For some, this information will fall under the ‘not-necessary-but-good-to-know-just-in-case’ category. For those who want to purchase (or borrow) a PA of their own for gigging, this information is vital.

The Power Mixer is the heart of any PA system. It is a piece of equipment that combines a Mixer and an Amplifier into a single, portable box. The Mixer is where you plug in microphones and instruments and manipulate the sounds. The Amplifier drives the speakers. The Power Mixer can be a bit intimidating – with its many buttons, knobs, faders, and switches – but once you know the basics, you’ll discover it’s not that difficult to use.

The Three Basic Sections of the Power Mixer

  1. Individual Input Channels
  2. Master Controls
  3. Power Amplifier/Speaker Outputs

Individual Input Channels

Most of those intimidating controls on a Power Mixer are found here. The good news is that the same set of controls repeats over and over again, so if you learn one set you’ve learned them all. When you manipulate these controls, you are only effecting one voice or instrument at a time.

Every clearly-delineated column of controls on a Power Mixer represents one Input Channel (i.e. one instrument or voice). Mixers can have as little as 2 channels and as many as 48+. Most individual, portable PA’s have between 4 and 12 channels.

At one end of each Channel column (often the top) you’ll usually see two input jacks, one for 1/4” (instrument) cables, and one for XLR (microphone) cables. This is where you plug in your microphones and instruments, one per channel. There may also be a mic/line switch here. Set the switch to ‘mic’ if you’re plugging in a microphone and to ‘line’ if you’re plugging in an instrument.

Almost all Power Mixers offer at least a basic Equalizer (EQ) on each channel to help you adjust low and high frequencies to your liking. Learning how to use an EQ properly can mean the difference between good and bad sound and the audience understanding your words or not. But be careful. Turning certain frequencies up can cause feedback in certain situations. Here are some basics to keep in mind:

  • Human ears are especially sensitive to mid-range frequencies. Our ability to understand speech depends heavily on mid-range tones. However, too much mid-range leads to harsh, unpleasant sound, so be careful about adding too much.
  • High frequencies make sounds brighter. Also, sibilant and unvoiced consonants (S,T, K, P, CH and SH) live in the high frequency range. If you need more sibilants or more brightness, turn the high EQ up. If the sound is too bright, or the sibilants too harsh, turn the high EQ down.
  • Low frequencies make sounds warmer, fuller, or darker. Thus, if you want to make a sound warmer add some low EQ. If you have a mic that sounds excessively boomy or muffled, turn down the low EQ.

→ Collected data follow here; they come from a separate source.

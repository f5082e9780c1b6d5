//! Plate geometry: how four 96-well plates interleave inside one 384-well plate.
//!
//! Adjacent wells of a 384 plate belong to different 96-well plates, so each quadrant
//! is obtained by striding over every other row and every other column rather than by
//! slicing a contiguous block.

use super::models::quadrant::Quadrant;
use super::models::well::{PlateLayout, ROW_ALPHABET, WellCoordinate};

pub const QUADRANT_ROWS: usize = 8;
pub const QUADRANT_COLUMNS: usize = 12;

/// Row letters of the 384 plate that belong to `quadrant`, top to bottom.
///
/// `a c e g i k m o` for the top quadrants, `b d f h j l n p` for the bottom ones.
pub fn rows_for(quadrant: Quadrant) -> [char; QUADRANT_ROWS] {
    std::array::from_fn(|i| ROW_ALPHABET[2 * i + quadrant.row_offset()])
}

/// Column numbers of the 384 plate that belong to `quadrant`, left to right.
///
/// Odd columns (1, 3, ..., 23) for the left quadrants, even columns (2, 4, ..., 24)
/// for the right ones.
pub fn columns_for(quadrant: Quadrant) -> [u16; QUADRANT_COLUMNS] {
    std::array::from_fn(|i| (2 * i + quadrant.column_offset() + 1) as u16)
}

/// The 384 well that sits at 0-based position (`row`, `column`) of a quadrant.
pub fn source_well(quadrant: Quadrant, row: usize, column: usize) -> Option<WellCoordinate> {
    if row >= QUADRANT_ROWS || column >= QUADRANT_COLUMNS {
        return None;
    }
    Some(WellCoordinate::new(
        (2 * row + quadrant.row_offset()) as u8,
        (2 * column + quadrant.column_offset() + 1) as u16,
    ))
}

/// Inverse mapping: the quadrant a 384 well belongs to, and the well it becomes on
/// that quadrant's 96 plate.
///
/// Returns `None` for wells outside the 384 plate.
pub fn locate(well: &WellCoordinate) -> Option<(Quadrant, WellCoordinate)> {
    if !PlateLayout::Plate384.contains(well) {
        return None;
    }
    let (row, column) = well.matrix_index()?;
    let quadrant = Quadrant::from_offsets(row, column);
    let target = WellCoordinate::new((row / 2) as u8, (column / 2 + 1) as u16);
    Some((quadrant, target))
}
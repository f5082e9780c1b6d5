use super::config::ConfigError;
use crate::core::error::PlateError;
use crate::core::io::export::ExportError;
use thiserror::Error;

#[derive(Debug, Error)]
pub enum EngineError {
    #[error("Invalid configuration: {0}")]
    Config(#[from] ConfigError),

    #[error("Failed to read '{path}': {source}")]
    Input {
        path: String,
        #[source]
        source: PlateError,
    },

    #[error(transparent)]
    Plate(#[from] PlateError),

    #[error("Export failed: {0}")]
    Export(#[from] ExportError),
}
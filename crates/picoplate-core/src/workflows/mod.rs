//! # Workflows Module
//!
//! Top-level entry points of the library.
//!
//! - **Conversion Workflow** ([`convert`]) - Parses a 384-well reads export and a
//!   standards file, extracts the requested 96-well sub-plates and writes every sheet
//!   to an export sink.
//!
//! All outputs of a run are built in memory before the first sheet is written, so a
//! parsing or geometry error never leaves a partial export behind.

pub mod convert;
//! # Engine Module
//!
//! Shared infrastructure for conversion runs.
//!
//! - **Configuration** ([`config`]) - Input files and the sub-plates to export, with a
//!   validating builder
//! - **Progress Monitoring** ([`progress`]) - Phase and task events for user feedback
//! - **Error Handling** ([`error`]) - The error type returned by workflows

pub mod config;
pub mod error;
pub mod progress;
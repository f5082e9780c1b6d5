use crate::error::{CliError, Result};
use serde::Deserialize;
use std::path::{Path, PathBuf};
use tracing::debug;

#[derive(Deserialize, Debug, Default, Clone, PartialEq)]
#[serde(rename_all = "kebab-case", deny_unknown_fields)]
pub struct FileInputConfig {
    pub reads: Option<PathBuf>,
    pub standards: Option<PathBuf>,
}

/// Sheet names keyed by the position of each plate's first well on the 384 plate.
#[derive(Deserialize, Debug, Default, Clone, PartialEq)]
#[serde(deny_unknown_fields)]
pub struct FilePlatesConfig {
    pub a1: Option<String>,
    pub a2: Option<String>,
    pub b1: Option<String>,
    pub b2: Option<String>,
}

#[derive(Deserialize, Debug, Default, Clone, PartialEq)]
#[serde(rename_all = "kebab-case", deny_unknown_fields)]
pub struct FileOutputConfig {
    pub directory: Option<PathBuf>,
}

#[derive(Deserialize, Debug, Default, Clone, PartialEq)]
#[serde(rename_all = "kebab-case", deny_unknown_fields)]
pub struct FileConfig {
    pub input: Option<FileInputConfig>,
    pub plates: Option<FilePlatesConfig>,
    pub output: Option<FileOutputConfig>,
}

impl FileConfig {
    pub fn from_file(path: &Path) -> Result<Self> {
        debug!("Loading configuration from file: {:?}", path);
        let content = std::fs::read_to_string(path)?;
        Self::from_toml_str(&content).map_err(|e| CliError::FileParsing {
            path: path.to_path_buf(),
            source: e.into(),
        })
    }

    pub fn from_toml_str(content: &str) -> std::result::Result<Self, toml::de::Error> {
        toml::from_str(content)
    }
}
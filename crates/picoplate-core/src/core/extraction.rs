use super::error::PlateError;
use super::geometry::{self, QUADRANT_COLUMNS};
use super::models::matrix::PlateMatrix;
use super::models::quadrant::Quadrant;
use super::models::well::{PlateLayout, WellCoordinate};
use itertools::Itertools;
use tracing::debug;

/// Copies one quadrant of a 384-well read matrix into a 96-well matrix.
///
/// Wells are visited over the cartesian product of [`geometry::rows_for`] and
/// [`geometry::columns_for`] in row-major order, so position (r, c) of the result holds
/// `raw[rows_for(q)[r]][columns_for(q)[c]]`.
///
/// The result is always labelled with rows `a`-`h` and columns 1-12, whichever 384 rows
/// it came from. The top-left and bottom-left plates therefore carry identical row
/// letters; only the quadrant they were extracted for tells them apart.
///
/// # Errors
///
/// Returns [`PlateError::Shape`] if `raw` is not a complete 16 x 24 plate.
pub fn extract_quadrant(raw: &PlateMatrix, quadrant: Quadrant) -> Result<PlateMatrix, PlateError> {
    if !raw.is_complete_384() {
        return Err(PlateError::Shape {
            expected: (PlateLayout::Plate384.rows(), PlateLayout::Plate384.columns()),
            found: (raw.nrows(), raw.ncols()),
        });
    }

    let values = geometry::rows_for(quadrant)
        .into_iter()
        .cartesian_product(geometry::columns_for(quadrant))
        .map(|(letter, column)| {
            WellCoordinate::from_letter(letter, column)
                .ok_or_else(|| PlateError::MissingWell {
                    well: format!("{}{}", letter, column),
                    line: None,
                })
                .and_then(|well| raw.value(&well))
        })
        .collect::<Result<Vec<f64>, _>>()?;

    debug!("Extracted {} wells for quadrant {}.", values.len(), quadrant);
    Ok(PlateMatrix::from_fn(PlateLayout::Plate96, |r, c| {
        values[r * QUADRANT_COLUMNS + c]
    }))
}
use indicatif::{ProgressBar, ProgressDrawTarget, ProgressStyle};
use picoplate::engine::progress::{Progress, ProgressCallback};
use std::sync::{Arc, Mutex};
use std::time::Duration;
use tracing::warn;

const SPINNER_TICK_MS: u64 = 80;

/// Renders conversion progress on stderr: a spinner per phase, a bar for the
/// sub-plates and sheets inside it.
#[derive(Clone)]
pub struct CliProgressHandler {
    pb: Arc<Mutex<ProgressBar>>,
}

impl CliProgressHandler {
    pub fn new() -> Self {
        Self::with_draw_target(ProgressDrawTarget::stderr())
    }

    /// A handler whose bar is never drawn, used when logging is quiet.
    pub fn hidden() -> Self {
        Self::with_draw_target(ProgressDrawTarget::hidden())
    }

    fn with_draw_target(target: ProgressDrawTarget) -> Self {
        let pb = ProgressBar::with_draw_target(Some(0), target)
            .with_style(Self::spinner_style())
            .with_message("Starting...");
        pb.finish_and_clear();

        Self {
            pb: Arc::new(Mutex::new(pb)),
        }
    }

    pub fn get_callback(&self) -> ProgressCallback<'static> {
        let pb_clone = self.pb.clone();

        Box::new(move |progress: Progress| {
            let Ok(pb) = pb_clone.lock() else {
                warn!("Progress bar mutex was poisoned. Cannot update progress.");
                return;
            };

            match progress {
                Progress::PhaseStart { name } => {
                    pb.reset();
                    pb.set_length(0);
                    pb.set_style(Self::spinner_style());
                    pb.enable_steady_tick(Duration::from_millis(SPINNER_TICK_MS));
                    pb.set_message(name);
                }
                Progress::PhaseFinish => {
                    pb.disable_steady_tick();
                    pb.finish_with_message(format!("✓ {}", pb.message()));
                }
                Progress::TaskStart { total_steps } => {
                    pb.disable_steady_tick();
                    pb.set_length(total_steps);
                    pb.set_position(0);
                    pb.set_style(Self::bar_style());
                }
                Progress::TaskIncrement => pb.inc(1),
                Progress::TaskFinish => {
                    let length = pb.length().unwrap_or(0);
                    if pb.position() < length {
                        pb.set_position(length);
                    }
                }
                Progress::Message(msg) => pb.println(format!("  {}", msg)),
            }
        })
    }

    fn spinner_style() -> ProgressStyle {
        ProgressStyle::with_template("{spinner:.green} {msg}")
            .unwrap_or_else(|_| ProgressStyle::default_spinner())
    }

    fn bar_style() -> ProgressStyle {
        ProgressStyle::with_template("{msg:<24} [{bar:30.cyan/blue}] {pos}/{len}")
            .unwrap_or_else(|_| ProgressStyle::default_bar())
            .progress_chars("##-")
    }
}

impl Default for CliProgressHandler {
    fn default() -> Self {
        Self::new()
    }
}

#[cfg(test)]
mod tests {
    use super::*;
    use std::thread;

    #[test]
    fn handler_initializes_in_a_clean_state() {
        let handler = CliProgressHandler::hidden();
        let pb = handler.pb.lock().unwrap();
        assert_eq!(pb.length(), Some(0));
        assert!(pb.is_finished());
    }

    #[test]
    fn callback_tracks_a_phase_with_a_task() {
        let handler = CliProgressHandler::hidden();
        let callback = handler.get_callback();

        callback(Progress::PhaseStart {
            name: "Extracting sub-plates",
        });
        {
            let pb = handler.pb.lock().unwrap();
            assert_eq!(pb.message(), "Extracting sub-plates");
            assert!(!pb.is_finished());
        }

        callback(Progress::TaskStart { total_steps: 4 });
        callback(Progress::TaskIncrement);
        {
            let pb = handler.pb.lock().unwrap();
            assert_eq!(pb.length(), Some(4));
            assert_eq!(pb.position(), 1);
        }

        callback(Progress::TaskFinish);
        assert_eq!(handler.pb.lock().unwrap().position(), 4);

        callback(Progress::PhaseFinish);
        let pb = handler.pb.lock().unwrap();
        assert!(pb.is_finished());
        assert_eq!(pb.message(), "✓ Extracting sub-plates");
    }

    #[test]
    fn callback_is_thread_safe() {
        let handler = CliProgressHandler::hidden();
        let callback = handler.get_callback();

        thread::spawn(move || {
            callback(Progress::PhaseStart {
                name: "Exporting sheets",
            });
            callback(Progress::Message("Skipped 3 non-data line(s)".into()));
            callback(Progress::PhaseFinish);
        })
        .join()
        .unwrap();

        let pb = handler.pb.lock().unwrap();
        assert!(pb.is_finished());
        assert_eq!(pb.message(), "✓ Exporting sheets");
    }
}
use super::well::WellCoordinate;

/// A standard well: its position on the 384 plate, the known concentration (ng/µl)
/// and the read intensity observed at that position.
#[derive(Debug, Clone, Copy, PartialEq)]
pub struct StandardEntry {
    pub well: WellCoordinate,
    pub concentration: f64,
    pub reads: f64,
}

/// Standard wells ordered by ascending concentration.
///
/// Sorting is stable, so entries with equal concentrations keep the order in which
/// their wells were first declared.
#[derive(Debug, Clone, Default, PartialEq)]
pub struct StandardCurve {
    entries: Vec<StandardEntry>,
}

impl StandardCurve {
    pub fn from_entries(mut entries: Vec<StandardEntry>) -> Self {
        entries.sort_by(|a, b| a.concentration.total_cmp(&b.concentration));
        Self { entries }
    }

    pub fn entries(&self) -> &[StandardEntry] {
        &self.entries
    }

    pub fn iter(&self) -> std::slice::Iter<'_, StandardEntry> {
        self.entries.iter()
    }

    pub fn len(&self) -> usize {
        self.entries.len()
    }

    pub fn is_empty(&self) -> bool {
        self.entries.is_empty()
    }

    pub fn get(&self, well: &WellCoordinate) -> Option<&StandardEntry> {
        self.entries.iter().find(|entry| entry.well == *well)
    }
}

impl<'a> IntoIterator for &'a StandardCurve {
    type Item = &'a StandardEntry;
    type IntoIter = std::slice::Iter<'a, StandardEntry>;

    fn into_iter(self) -> Self::IntoIter {
        self.entries.iter()
    }
}

#[cfg(test)]
mod tests {
    use super::*;

    fn entry(well: &str, concentration: f64, reads: f64) -> StandardEntry {
        StandardEntry {
            well: well.parse().unwrap(),
            concentration,
            reads,
        }
    }

    #[test]
    fn entries_are_sorted_by_ascending_concentration() {
        let curve = StandardCurve::from_entries(vec![
            entry("a1", 100.0, 900.0),
            entry("a2", 0.0, 10.0),
            entry("a3", 12.5, 150.0),
        ]);
        let concentrations: Vec<_> = curve.iter().map(|e| e.concentration).collect();
        assert_eq!(concentrations, [0.0, 12.5, 100.0]);
    }

    #[test]
    fn equal_concentrations_keep_declaration_order() {
        let curve = StandardCurve::from_entries(vec![
            entry("c1", 5.0, 1.0),
            entry("a1", 5.0, 2.0),
            entry("b1", 1.0, 3.0),
        ]);
        let wells: Vec<_> = curve.iter().map(|e| e.well.to_string()).collect();
        assert_eq!(wells, ["b1", "c1", "a1"]);
    }

    #[test]
    fn get_finds_entries_by_well() {
        let curve = StandardCurve::from_entries(vec![entry("b7", 12.5, 33.0)]);
        let found = curve.get(&"b7".parse().unwrap()).unwrap();
        assert_eq!(found.reads, 33.0);
        assert!(curve.get(&"b8".parse().unwrap()).is_none());
        assert_eq!(curve.len(), 1);
        assert!(!curve.is_empty());
    }
}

Many Power Mixers also provide you with Pan control. These singular knobs allow you to move the signal of each Channel anywhere in the stereo field. If the knob is in the “12:00” position, the sound will be in the center (i.e. heard equally out of both speakers). But you can choose to have certain sounds heard more (or completely) out of the left or right speakers just by turning the knob accordingly. Pan usually remains center in live situations.

The slider (Fader) at the bottom of each Channel column is the volume control only for that Channel. On smaller Power Mixers, the Fader may be replaced by a Volume Knob. As a general rule, try to have the Fader at ‘0’ when you begin your sound check, so that you have room to turn the volume both up and down.

Most Mixers will also have On/Off switches for each Channel. Sometimes this is found just above the Fader. Other times, look near the top of the Channel column.

TIP 1: Make sure all Faders are Channels are turned off (or Faders are all the way down) when plugging cables into the mixer. This will protect the ears of those close by as well as help protect your speakers from damage.

TIP 2: Make sure all the channels you’re using are turned ON before you start manipulating other controls.

Master Controls

While Master Controls have a bigger overall effect than the Individual Channel Input controls, they work the same way; it’s just that they affect all the Channels at once. Thus, if you want to affect only a single voice or instrument, you should use the Individual Input Controls. If you want to affect the entire mix of voice(s) and instrument(s), you need to use these Master Controls.  Master Controls are labeled as such and are found in a clearly defined section of the Mixer.

There is a left-and-right pair of Master Volume Faders that controls the output volume of the entire mix. In most live situations, since sounds are Panned center anyway, one of these Master Faders is set to control the ‘house’ speakers, and the other is set to control the stage monitors. There is sometimes a Master EQ (if there is one, it is usually a graphic EQ). Some mixers have a button for “phantom power” which is required if you are using condenser microphones (see last issue).

More elaborate Power Mixers have more elaborate controls, both for each Individual Input Channel and for the Master Control section, but the above are the basics.

Amplifier/Speaker Output

Even though the Mixer (Input Channels and Master Controls) and Amplifier are housed in the same box, they are distinct elements of the system. By the time the signal reaches the Amplifier, it has been mixed and manipulated in various ways, but it is not powerful enough to drive the speakers.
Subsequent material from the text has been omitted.